Similarly, just in December, Lawrence Livermore National Laboratory excitedly announced that six decades of research had just yielded the first controlled fusion experiment ever to achieve “scientific energy breakeven,” a giant step toward clean fusion energy.
That’s potentially a very big deal. And still more reason for encouragement. So often, as our mainstream news cycles and social media now are dominated by childish name-calling, we can forget that there are still plenty of serious people working on serious problems. And many are in our industry.
I recently heard radio host and author Thom Hartmann say on his nationally syndicated show, “If we can go from Orville and Wilbur Wright’s first flight to landing a man on the Moon in just 66 years, then I truly believe we can solve just about anything.”
Anyone who has listened to Hartmann before knows he is no Pollyanna. He is a realist who never sugarcoats history or current events, so I was really struck by his analogy. And his optimism. I had not thought of that extraordinarily compressed time span before in the brief history of aviation.

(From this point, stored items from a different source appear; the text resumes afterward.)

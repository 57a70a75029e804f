//! In-process storage backend.

use std::collections::HashMap;
use std::sync::atomic::{AtomicBool, AtomicUsize, Ordering};
use std::sync::{Mutex, PoisonError};

use async_trait::async_trait;

use super::{KeyValueStore, StorageError};

/// Key-value store backed by a `HashMap`.
///
/// Reads and writes can be made to fail on demand, which is how the cart's
/// soft-failure paths are exercised.
#[derive(Debug, Default)]
pub struct MemoryStore {
    values: Mutex<HashMap<String, String>>,
    fail_reads: AtomicBool,
    fail_writes: AtomicBool,
    writes: AtomicUsize,
}

impl MemoryStore {
    /// Create an empty store.
    #[must_use]
    pub fn new() -> Self {
        Self::default()
    }

    /// Create a store pre-populated with one record.
    #[must_use]
    pub fn with_value(key: impl Into<String>, value: impl Into<String>) -> Self {
        let store = Self::default();
        store.insert(key, value);
        store
    }

    /// Set a record directly, bypassing failure injection.
    pub fn insert(&self, key: impl Into<String>, value: impl Into<String>) {
        self.values
            .lock()
            .unwrap_or_else(PoisonError::into_inner)
            .insert(key.into(), value.into());
    }

    /// Read a record directly, bypassing failure injection.
    #[must_use]
    pub fn value(&self, key: &str) -> Option<String> {
        self.values
            .lock()
            .unwrap_or_else(PoisonError::into_inner)
            .get(key)
            .cloned()
    }

    /// Make subsequent `get` calls fail.
    pub fn fail_reads(&self, fail: bool) {
        self.fail_reads.store(fail, Ordering::SeqCst);
    }

    /// Make subsequent `set` calls fail.
    pub fn fail_writes(&self, fail: bool) {
        self.fail_writes.store(fail, Ordering::SeqCst);
    }

    /// Number of successful `set` calls.
    #[must_use]
    pub fn write_count(&self) -> usize {
        self.writes.load(Ordering::SeqCst)
    }
}

#[async_trait]
impl KeyValueStore for MemoryStore {
    async fn get(&self, key: &str) -> Result<Option<String>, StorageError> {
        if self.fail_reads.load(Ordering::SeqCst) {
            return Err(StorageError::Unavailable(format!("read of {key} rejected")));
        }
        Ok(self.value(key))
    }

    async fn set(&self, key: &str, value: &str) -> Result<(), StorageError> {
        if self.fail_writes.load(Ordering::SeqCst) {
            return Err(StorageError::Unavailable(format!("write of {key} rejected")));
        }
        self.insert(key, value);
        self.writes.fetch_add(1, Ordering::SeqCst);
        Ok(())
    }
}
//! Go Marketplace Cart - Persistent shopping cart store.
//!
//! Holds the cart line items for the app, keeps them in a single key-value
//! record on the device, and tells subscribers whenever the cart changes.
//!
//! # Architecture
//!
//! - [`CartStore`] owns the in-memory cart. It is hydrated from storage once,
//!   and every mutation is applied to a copy, written to storage, and only
//!   then published to readers and subscribers.
//! - [`storage::KeyValueStore`] is the async storage seam. [`storage::FileStore`]
//!   keeps records on local disk; [`storage::MemoryStore`] keeps them in
//!   process.
//! - [`CartProvider`] is the explicit scope through which the UI layer reaches
//!   the store. Accessing it before a store is mounted is an error.
//!
//! # Example
//!
//! ```rust,no_run
//! use std::sync::Arc;
//!
//! use go_marketplace_cart::storage::MemoryStore;
//! use go_marketplace_cart::{CartConfig, CartProvider, CartStore};
//! use go_marketplace_core::{NewLineItem, Price};
//!
//! # async fn run() -> Result<(), go_marketplace_cart::CartError> {
//! let config = CartConfig::default();
//! let store = CartStore::open(Arc::new(MemoryStore::new()), &config).await;
//!
//! let provider = CartProvider::new();
//! provider.mount(store);
//!
//! let cart = provider.cart()?;
//! cart.add_to_cart(NewLineItem::new("p1", "Widget", "u", Price::from_cents(999)))
//!     .await;
//! assert_eq!(cart.products().len(), 1);
//! # Ok(())
//! # }
//! ```

#![cfg_attr(not(test), forbid(unsafe_code))]

pub mod config;
pub mod error;
pub mod events;
pub mod provider;
pub mod storage;
pub mod store;

pub use config::{CartConfig, ConfigError};
pub use error::{CartError, Result};
pub use events::{CartEvent, CartEventKind, SubscriptionId};
pub use provider::CartProvider;
pub use store::{CartStore, Hydration, MutationResult};
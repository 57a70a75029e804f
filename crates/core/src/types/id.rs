//! Newtype product identifier.
//!
//! Catalog product IDs are opaque strings assigned by the marketplace API.
//! Wrapping them keeps them from being mixed up with titles or image URLs,
//! which are also plain strings on a line item.

use serde::{Deserialize, Serialize};

/// Unique identifier of a product in the cart.
///
/// Serialized transparently as a JSON string.
///
/// # Example
///
/// ```rust
/// # use go_marketplace_core::ProductId;
/// let id = ProductId::new("p1");
/// assert_eq!(id.as_str(), "p1");
/// assert_eq!(id, "p1");
/// ```
#[derive(Debug, Clone, PartialEq, Eq, Hash, PartialOrd, Ord, Serialize, Deserialize)]
#[serde(transparent)]
pub struct ProductId(String);

impl ProductId {
    /// Create a new ID from any string-like value.
    #[must_use]
    pub fn new(id: impl Into<String>) -> Self {
        Self(id.into())
    }

    /// Get the underlying string value.
    #[must_use]
    pub fn as_str(&self) -> &str {
        &self.0
    }
}

impl ::core::fmt::Display for ProductId {
    fn fmt(&self, f: &mut ::core::fmt::Formatter<'_>) -> ::core::fmt::Result {
        f.write_str(&self.0)
    }
}

impl From<String> for ProductId {
    fn from(id: String) -> Self {
        Self(id)
    }
}

impl From<&str> for ProductId {
    fn from(id: &str) -> Self {
        Self(id.to_owned())
    }
}

impl From<ProductId> for String {
    fn from(id: ProductId) -> Self {
        id.0
    }
}

impl AsRef<str> for ProductId {
    fn as_ref(&self) -> &str {
        &self.0
    }
}

impl PartialEq<str> for ProductId {
    fn eq(&self, other: &str) -> bool {
        self.0 == other
    }
}

impl PartialEq<&str> for ProductId {
    fn eq(&self, other: &&str) -> bool {
        self.0 == *other
    }
}
//! CLI subcommand implementations.

pub mod cart;
//! Integration tests for Go Marketplace.
//!
//! # Running Tests
//!
//! ```bash
//! cargo test -p go-marketplace-integration-tests
//! ```
//!
//! # Test Categories
//!
//! - `cart_persistence` - File-backed cart round-trips across store restarts
//! - `cart_provider` - Provider scope and subscriptions as the UI layer sees them
//!
//! This crate also provides the shared fixtures those tests use.

use std::path::Path;
use std::sync::Arc;

use go_marketplace_cart::storage::FileStore;
use go_marketplace_cart::{CartConfig, CartStore};
use go_marketplace_core::{NewLineItem, Price};

/// Configuration pointing at `dir`, with every other setting at its default.
#[must_use]
pub fn config_in(dir: &Path) -> CartConfig {
    CartConfig {
        storage_dir: dir.to_path_buf(),
        ..CartConfig::default()
    }
}

/// Open a hydrated file-backed store in `dir`, as the app does at startup.
pub async fn open_store(dir: &Path) -> CartStore {
    let config = config_in(dir);
    CartStore::open(Arc::new(FileStore::new(&config.storage_dir)), &config).await
}

/// A catalog product priced in cents.
#[must_use]
pub fn product(id: &str, title: &str, cents: i64) -> NewLineItem {
    NewLineItem::new(id, title, format!("https://img.example/{id}.png"), Price::from_cents(cents))
}
//! Cart change notifications.
//!
//! Two ways to follow the cart:
//!
//! - callbacks registered with [`CartStore::subscribe`](crate::CartStore::subscribe),
//!   invoked in registration order after each change
//! - a tokio broadcast receiver from [`CartStore::events`](crate::CartStore::events)
//!   for async consumers; slow receivers lose the oldest events

use std::sync::atomic::{AtomicU64, Ordering};
use std::sync::{Arc, Mutex, PoisonError};

use go_marketplace_core::{CartChange, LineItem, ProductId};
use tokio::sync::broadcast;
use tracing::debug;

use crate::config::MAX_EVENT_CAPACITY;

/// What caused a cart event.
#[derive(Debug, Clone, Copy, PartialEq, Eq)]
pub enum CartEventKind {
    /// A persisted cart was loaded into memory.
    Hydrated,
    /// A mutation changed the cart.
    Changed(CartChange),
}

/// Notification sent after the cart changes.
#[derive(Debug, Clone, PartialEq, Eq)]
pub struct CartEvent {
    pub kind: CartEventKind,
    /// Product affected by the mutation (`None` for hydration).
    pub product_id: Option<ProductId>,
    /// Full cart after the change.
    pub products: Vec<LineItem>,
}

/// Handle returned by `subscribe`, used to unsubscribe.
#[derive(Debug, Clone, Copy, PartialEq, Eq, Hash)]
pub struct SubscriptionId(u64);

type Callback = Arc<dyn Fn(&CartEvent) + Send + Sync>;

/// Fan-out of cart events to callbacks and broadcast receivers.
pub(crate) struct Notifier {
    next_id: AtomicU64,
    callbacks: Mutex<Vec<(SubscriptionId, Callback)>>,
    sender: broadcast::Sender<CartEvent>,
}

impl Notifier {
    pub(crate) fn new(capacity: usize) -> Self {
        let (sender, _) = broadcast::channel(capacity.clamp(1, MAX_EVENT_CAPACITY));
        Self {
            next_id: AtomicU64::new(1),
            callbacks: Mutex::new(Vec::new()),
            sender,
        }
    }

    pub(crate) fn subscribe<F>(&self, callback: F) -> SubscriptionId
    where
        F: Fn(&CartEvent) + Send + Sync + 'static,
    {
        let id = SubscriptionId(self.next_id.fetch_add(1, Ordering::Relaxed));
        self.callbacks
            .lock()
            .unwrap_or_else(PoisonError::into_inner)
            .push((id, Arc::new(callback)));
        id
    }

    pub(crate) fn unsubscribe(&self, id: SubscriptionId) -> bool {
        let mut callbacks = self.callbacks.lock().unwrap_or_else(PoisonError::into_inner);
        let before = callbacks.len();
        callbacks.retain(|(existing, _)| *existing != id);
        callbacks.len() != before
    }

    pub(crate) fn receiver(&self) -> broadcast::Receiver<CartEvent> {
        self.sender.subscribe()
    }

    pub(crate) fn subscriber_count(&self) -> usize {
        self.callbacks
            .lock()
            .unwrap_or_else(PoisonError::into_inner)
            .len()
            + self.sender.receiver_count()
    }

    /// Deliver an event to every subscriber.
    ///
    /// Callbacks run outside the registry lock so they may unsubscribe.
    pub(crate) fn publish(&self, event: &CartEvent) {
        let callbacks: Vec<Callback> = self
            .callbacks
            .lock()
            .unwrap_or_else(PoisonError::into_inner)
            .iter()
            .map(|(_, callback)| Arc::clone(callback))
            .collect();
        for callback in callbacks {
            callback(event);
        }

        match self.sender.send(event.clone()) {
            Ok(count) => debug!(receivers = count, "Published cart event"),
            Err(_) => debug!("Published cart event but no receivers"),
        }
    }
}
//! Core types for Go Marketplace.
//!
//! This module provides type-safe wrappers for cart domain concepts.

pub mod cart;
pub mod id;
pub mod line_item;
pub mod price;
pub mod quantity;

pub use cart::{Cart, CartChange, CartDataError, CartSummary};
pub use id::ProductId;
pub use line_item::{LineItem, NewLineItem};
pub use price::Price;
pub use quantity::{Quantity, QuantityError};
//! Cart line items.

use serde::{Deserialize, Serialize};

use super::id::ProductId;
use super::price::Price;
use super::quantity::Quantity;

/// One product entry in the cart with an associated quantity.
///
/// Field names match the persisted cart record.
#[derive(Debug, Clone, PartialEq, Eq, Serialize, Deserialize)]
pub struct LineItem {
    /// Unique product identifier.
    pub id: ProductId,
    /// Display name.
    pub title: String,
    /// Display image reference.
    pub image_url: String,
    /// Unit price.
    pub price: Price,
    /// Count in cart.
    pub quantity: Quantity,
}

impl LineItem {
    /// Price of the whole line (unit price times quantity).
    #[must_use]
    pub fn line_total(&self) -> Price {
        self.price * self.quantity
    }
}

/// A product being added to the cart, before it has a quantity.
#[derive(Debug, Clone, PartialEq, Eq, Serialize, Deserialize)]
pub struct NewLineItem {
    pub id: ProductId,
    pub title: String,
    pub image_url: String,
    pub price: Price,
}

impl NewLineItem {
    /// Create a new line item input.
    #[must_use]
    pub fn new(
        id: impl Into<ProductId>,
        title: impl Into<String>,
        image_url: impl Into<String>,
        price: Price,
    ) -> Self {
        Self {
            id: id.into(),
            title: title.into(),
            image_url: image_url.into(),
            price,
        }
    }

    /// Turn this input into a cart line holding a single unit.
    #[must_use]
    pub fn into_line_item(self) -> LineItem {
        LineItem {
            id: self.id,
            title: self.title,
            image_url: self.image_url,
            price: self.price,
            quantity: Quantity::ONE,
        }
    }
}
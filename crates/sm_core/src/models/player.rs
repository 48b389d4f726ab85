use rand::Rng;
use serde::{Deserialize, Serialize};

use crate::rules::Money;

pub type PlayerId = u32;

#[derive(Debug, Clone, Serialize, Deserialize, PartialEq)]
pub struct Player {
    pub id: PlayerId,
    pub name: String,
    pub position: Position,

    /// Overall skill, 0.0..=100.0. Drifts once per season.
    pub score: f32,

    pub age: u8,
    pub contract: Contract,
}

#[derive(Debug, Clone, Copy, Serialize, Deserialize, PartialEq)]
pub struct Contract {
    pub salary: Money,
    pub seasons_left: u8,
}

impl Player {
    /// Seasonal skill drift: young players trend upward, veterans decline.
    pub fn drift_skill(&mut self, rng: &mut impl Rng) {
        let trend = match self.age {
            0..=23 => 1.5,
            24..=29 => 0.0,
            _ => -2.0,
        };
        let noise: f32 = rng.gen_range(-2.5..=2.5);
        self.score = (self.score + trend + noise).clamp(1.0, 100.0);
    }
}

#[derive(Debug, Clone, Copy, Serialize, Deserialize, PartialEq, Eq, Hash)]
#[serde(rename_all = "UPPERCASE")]
pub enum Position {
    GK,
    LB,
    CB,
    RB,
    LWB,
    RWB,
    CDM,
    CM,
    CAM,
    LM,
    RM,
    LW,
    RW,
    CF,
    ST,
}

/// Broad pitch line a position belongs to. Used for out-of-position scoring.
#[derive(Debug, Clone, Copy, PartialEq, Eq)]
pub enum Line {
    Goal,
    Defence,
    Midfield,
    Attack,
}

impl Position {
    pub fn is_goalkeeper(&self) -> bool {
        matches!(self, Position::GK)
    }

    pub fn is_defender(&self) -> bool {
        matches!(
            self,
            Position::LB | Position::CB | Position::RB | Position::LWB | Position::RWB
        )
    }

    pub fn is_midfielder(&self) -> bool {
        matches!(
            self,
            Position::CDM | Position::CM | Position::CAM | Position::LM | Position::RM
        )
    }

    pub fn is_forward(&self) -> bool {
        matches!(self, Position::LW | Position::RW | Position::CF | Position::ST)
    }

    pub fn line(&self) -> Line {
        if self.is_goalkeeper() {
            Line::Goal
        } else if self.is_defender() {
            Line::Defence
        } else if self.is_midfielder() {
            Line::Midfield
        } else {
            Line::Attack
        }
    }

    /// Canonical short code (e.g. "CB").
    pub fn code(&self) -> &'static str {
        match self {
            Position::GK => "GK",
            Position::LB => "LB",
            Position::CB => "CB",
            Position::RB => "RB",
            Position::LWB => "LWB",
            Position::RWB => "RWB",
            Position::CDM => "CDM",
            Position::CM => "CM",
            Position::CAM => "CAM",
            Position::LM => "LM",
            Position::RM => "RM",
            Position::LW => "LW",
            Position::RW => "RW",
            Position::CF => "CF",
            Position::ST => "ST",
        }
    }

    pub fn all() -> &'static [Position] {
        &[
            Position::GK,
            Position::LB,
            Position::CB,
            Position::RB,
            Position::LWB,
            Position::RWB,
            Position::CDM,
            Position::CM,
            Position::CAM,
            Position::LM,
            Position::RM,
            Position::LW,
            Position::RW,
            Position::CF,
            Position::ST,
        ]
    }
}

impl Line {
    /// Distance between pitch lines, 0..=3.
    pub fn distance(&self, other: Line) -> u8 {
        let rank = |l: Line| match l {
            Line::Goal => 0u8,
            Line::Defence => 1,
            Line::Midfield => 2,
            Line::Attack => 3,
        };
        rank(*self).abs_diff(rank(other))
    }
}

#[cfg(test)]
mod tests {
    use super::*;
    use rand::SeedableRng;
    use rand_chacha::ChaCha8Rng;

    fn player(position: Position, score: f32, age: u8) -> Player {
        Player {
            id: 1,
            name: "Test Player".to_string(),
            position,
            score,
            age,
            contract: Contract { salary: 100_000, seasons_left: 2 },
        }
    }

    #[test]
    fn position_lines_partition_the_enum() {
        for p in Position::all() {
            let flags = [p.is_goalkeeper(), p.is_defender(), p.is_midfielder(), p.is_forward()];
            assert_eq!(flags.iter().filter(|f| **f).count(), 1, "{:?}", p);
        }
    }

    #[test]
    fn position_serde_uses_uppercase_codes() {
        let json = serde_json::to_string(&Position::CDM).unwrap();
        assert_eq!(json, "\"CDM\"");
        let back: Position = serde_json::from_str(&json).unwrap();
        assert_eq!(back, Position::CDM);
    }

    #[test]
    fn skill_drift_stays_in_range() {
        let mut rng = ChaCha8Rng::seed_from_u64(7);
        let mut veteran = player(Position::CB, 99.5, 36);
        let mut rookie = player(Position::ST, 1.2, 18);
        for _ in 0..50 {
            veteran.drift_skill(&mut rng);
            rookie.drift_skill(&mut rng);
            assert!((1.0..=100.0).contains(&veteran.score));
            assert!((1.0..=100.0).contains(&rookie.score));
        }
    }

    #[test]
    fn line_distance_is_symmetric() {
        assert_eq!(Line::Goal.distance(Line::Attack), 3);
        assert_eq!(Line::Attack.distance(Line::Goal), 3);
        assert_eq!(Line::Defence.distance(Line::Midfield), 1);
        assert_eq!(Line::Midfield.distance(Line::Midfield), 0);
    }
}
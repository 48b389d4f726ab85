use thiserror::Error;

/// Programming-contract violations.
///
/// These are caller bugs (odd team count, unknown formation key, scheduling
/// past the seasonal cutoff) and are never caught or retried inside the core.
/// "Nothing to do" conditions are not errors; they surface as empty results.
#[derive(Error, Debug)]
pub enum CoreError {
    #[error("Invalid parameter: {0}")]
    InvalidParameter(String),

    #[error("Not found: {0}")]
    NotFound(String),

    #[error("Serialization error: {0}")]
    Serialization(#[from] serde_json::Error),
}

pub type Result<T> = std::result::Result<T, CoreError>;
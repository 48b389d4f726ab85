use serde::{Deserialize, Serialize};

use super::{Player, PlayerId};
use crate::rules::{Money, MAX_TEAM_SIZE, MIN_TEAM_SIZE};

#[derive(Debug, Clone, Serialize, Deserialize)]
pub struct Team {
    pub name: String,
    pub players: Vec<Player>,

    /// Key into the formation catalog, set once a lineup has been assigned.
    pub formation_key: Option<String>,

    pub cash: i64,
}

impl Team {
    pub fn new(name: impl Into<String>) -> Self {
        Team { name: name.into(), players: Vec::new(), formation_key: None, cash: 0 }
    }

    pub fn payroll(&self) -> Money {
        self.players.iter().map(|p| p.contract.salary).sum()
    }

    /// A team below the roster floor must pursue free agents.
    pub fn is_short_handed(&self) -> bool {
        self.players.len() < MIN_TEAM_SIZE
    }

    pub fn has_roster_space(&self) -> bool {
        self.players.len() < MAX_TEAM_SIZE
    }

    pub fn player(&self, id: PlayerId) -> Option<&Player> {
        self.players.iter().find(|p| p.id == id)
    }

    /// Remove a player from the roster, returning them for reassignment.
    pub fn release(&mut self, id: PlayerId) -> Option<Player> {
        let idx = self.players.iter().position(|p| p.id == id)?;
        Some(self.players.remove(idx))
    }

    pub fn sign(&mut self, player: Player) {
        self.players.push(player);
    }

    /// Mean roster skill; 0.0 for an empty roster.
    pub fn average_score(&self) -> f32 {
        if self.players.is_empty() {
            return 0.0;
        }
        self.players.iter().map(|p| p.score).sum::<f32>() / self.players.len() as f32
    }
}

His mix of optimism and realism also reminded me of what former Carrier exec and USGBC co-founder Rick Fedrizzi had told me on one of our first podcasts in 2021. “I don’t care how bleak things may look,” said the current chair of the International WELL Building Institute (IWBI). “Come the day that we give up, we should all be ashamed of ourselves.”
Agreed.
At this moment in 2023, as we look ahead on a new year that promises more innovation, research, development, and tangible progress, that bleak day mercifully feels a long ways off.